'I will stay until the end': Ukrainian women vow to return and help

Since Russian started its invasion of Ukraine, more than 3 million people have fled, a vast majority being women, children, and the elderly. But a number of Ukrainian women who had been living and working abroad are boarding trains to go back and help.

|
Daniel Cole/AP
A woman waits to board a train leaving for Lviv in Ukraine at the train station in Przemysl, Poland, March 14, 2022. While thousands of people flee Ukraine every day, a small but growing number are heading in the other direction to help.

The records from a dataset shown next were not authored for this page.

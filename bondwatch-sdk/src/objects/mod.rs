//! Request and response bodies for the external APIs.

pub mod chain;
pub mod telegram;
pub mod transaction;
/// Returns whether `token_id` contains `keyword`, ignoring case.
///
/// An empty keyword matches nothing: an unset keyword must never turn every
/// new listing into an automatic purchase.
pub fn matches_keyword(keyword: &str, token_id: &str) -> bool {
    if keyword.is_empty() {
        return false;
    }
    token_id.to_lowercase().contains(&keyword.to_lowercase())
}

While over 3 million people have fled Ukraine since Russia’s invasion, a small but growing number are heading in the other direction. At first they were foreign volunteers, Ukrainian expatriate men returning to fight, and people delivering aid. Now, increasingly, women are also going back.

Motivated by a desire to help loved ones in trouble, or to contribute to the defense and survival of their country and compatriots in ways large and small, these women are braving the bombs that have increasingly pounded Ukraine since Russian forces invaded on Feb. 24.

Many are not refugees but Ukrainian women who had been living and working abroad. Others had already chosen to stay put in their country but were forced to cross the border to shop for needed goods as supplies dried up under the onslaught at home.

“I will go back and help. I am a health worker, so the hospitals need help,” said Iryna Orel, lugging her luggage as she boarded a train from Przemysl, Poland, to Lviv in western Ukraine. “And I will stay until the end.”

With Ukraine’s government ordering men to stay and fight, the vast majority of people fleeing Ukraine have been women, children, and the elderly. For those who can’t or won’t leave, the perils they face are many, and images such as those of a mortally wounded pregnant woman rushed on a stretcher from a maternity hospital in Mariupol testify to the dangers.

Still, some women have chosen to head back toward the gunfire and bloodshed to contribute in whatever way they can.

Reached by phone after arriving in the port city of Odesa, which has so far remained under Ukrainian government control, Ms. Orel said she was frightened at first by the air raid sirens and sounds of explosives, but “sitting and shaking with fear does not help.”

She envisions her role as providing medical care, but other women might choose to help defend the country militarily, she said.

“Women can fight,” she said. “Many women are patriotic to defend Ukraine – why not?”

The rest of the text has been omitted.